Dans les stades initiaux de la transition, le problème serait plutôt un excédent de personnes cherchant encore à être employées –de plus en plus difficilement– dans une économie dominante déclinante. Le RTE devrait alors être relevé pour que certains travailleurs moins téméraires puissent partir explorer le réseau des alternatives frugales.
Au cours du processus, le recours au RTE permettra de plus en plus un apprentissage mutuel.
Les jeunes seront particulièrement à même de faire circuler l’information à mesure qu’ils comparent les alternatives frugales aux choix qui leur restent offerts dans l’économie non soutenable.
À mesure qu’il évoluera, le réseau d’économies alternatives offrira un spectre d’activités de plus en plus large.
Tout ce qui «marchera» dans la pluri-économie frugale attirera l’attention et sera progressivement répliqué ou adapté.
A mesure que le réseau alternatif se solidifiera et qu’il engendrera des profits et des revenus du travail modestes mais égaux au RTE, les craintes de s’y lancer diminueront et les dépenses publiques au titre du RTE se réduiront automatiquement.
Au fil du temps, la pluri-économie soutenable sera capable de continuer par elle-même tout en «pompant» très peu de ressources publiques pour les compléments RTE.
A tout moment, cependant, ceux qui reçoivent ce RTE devront accepter qu’il fluctue en fonction des possibilités et des besoins de l’économie capitaliste.
Il est à espérer que la transition sera aussi douce que possible. (3)(4)

Christian Arnsperger

(1) Christian Arnsperger est docteur en sciences économiques, chercheur au Fonds national belge de la recherche scientifique (FNRS) et professeur à l'Université Catholique de Louvain (rattaché à la Chaire Hoover d'éthique économique et sociale).
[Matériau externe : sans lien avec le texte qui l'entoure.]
use std::collections::BTreeSet;
use tracing::trace;

/// Banner and header lines printed by `netstat -rn` before the routes.
const HEADER_PREFIXES: [&str; 3] = ["Routing tables", "Internet", "Destination"];

/// Name prefix of tunnel interfaces.
const TUNNEL_PREFIX: &str = "utun";

/// Default route and the halves used by split-tunnel VPN clients.
const DEFAULT_DESTINATIONS: [&str; 4] = ["default", "0/1", "128/1", "128.0/1"];

fn is_routed_destination(destination: &str) -> bool {
    DEFAULT_DESTINATIONS.contains(&destination)
        || destination.contains('/')
        || destination.contains('.')
}

/// Return the sorted, deduplicated names of tunnel interfaces carrying an
/// active route in an IPv4 routing table dump.
///
/// A row qualifies when its interface starts with `utun`, its flags contain
/// `U` (route up) and its destination is a default route or an address
/// rather than a symbolic name.
pub fn parse_route_table(output: &str) -> Vec<String> {
    let mut interfaces = BTreeSet::new();

    for line in output.lines().map(str::trim) {
        if line.is_empty() || HEADER_PREFIXES.iter().any(|p| line.starts_with(p)) {
            continue;
        }
        let fields: Vec<&str> = line.split_whitespace().collect();
        if fields.len() < 4 {
            continue;
        }
        let (destination, flags, netif) = (fields[0], fields[2], fields[3]);
        if !netif.starts_with(TUNNEL_PREFIX) || !flags.contains('U') {
            continue;
        }
        if is_routed_destination(destination) {
            trace!("tunnel route {} via {} ({})", destination, netif, flags);
            interfaces.insert(netif.to_owned());
        }
    }

    interfaces.into_iter().collect()
}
Il a notamment écrit Critique de l'existence capitaliste. Pour une éthique existentielle de l'économie, Cerf, Paris, 2005 et Ethique de l’existence post-capitaliste. Pour un militantisme existentiel, Cerf, Paris, 2009. Il a déjà été à «l'honneur» de quatre messages sur ce blog, les 19 février, 1er mars, 2 novembre et 17 décembre 2010.
(2) Voir, sur ce blog, «Finance simplicitaire. Irréaliste? Oui, mais…».
(3) Ce message est extrait d’un texte de Christian Arnsperger dont une partie a déjà été publiée dans ces colonnes («Finance simplicitaire. Irréaliste? Oui, mais…»). Avec l’autorisation de l’auteur, que nous remercions. Les titre, chapeau et intertitres sont de la rédaction. Le texte original est disponible dans son intégralité sur le blog «Transitions»
de l’intéressé: Arnsperger Christian, Les cinq « fronts» d’une transition véritable: Normes globales, nouvelles structures politiques, conscientisation individuelle, revenu de transition économique, réforme radicale de la création monétaire.
(4) On notera avec intérêt que Christian Arnsperger publie depuis le 18 avril 2011 un autre blog, «Eco-transitions»
, en anglais cette fois.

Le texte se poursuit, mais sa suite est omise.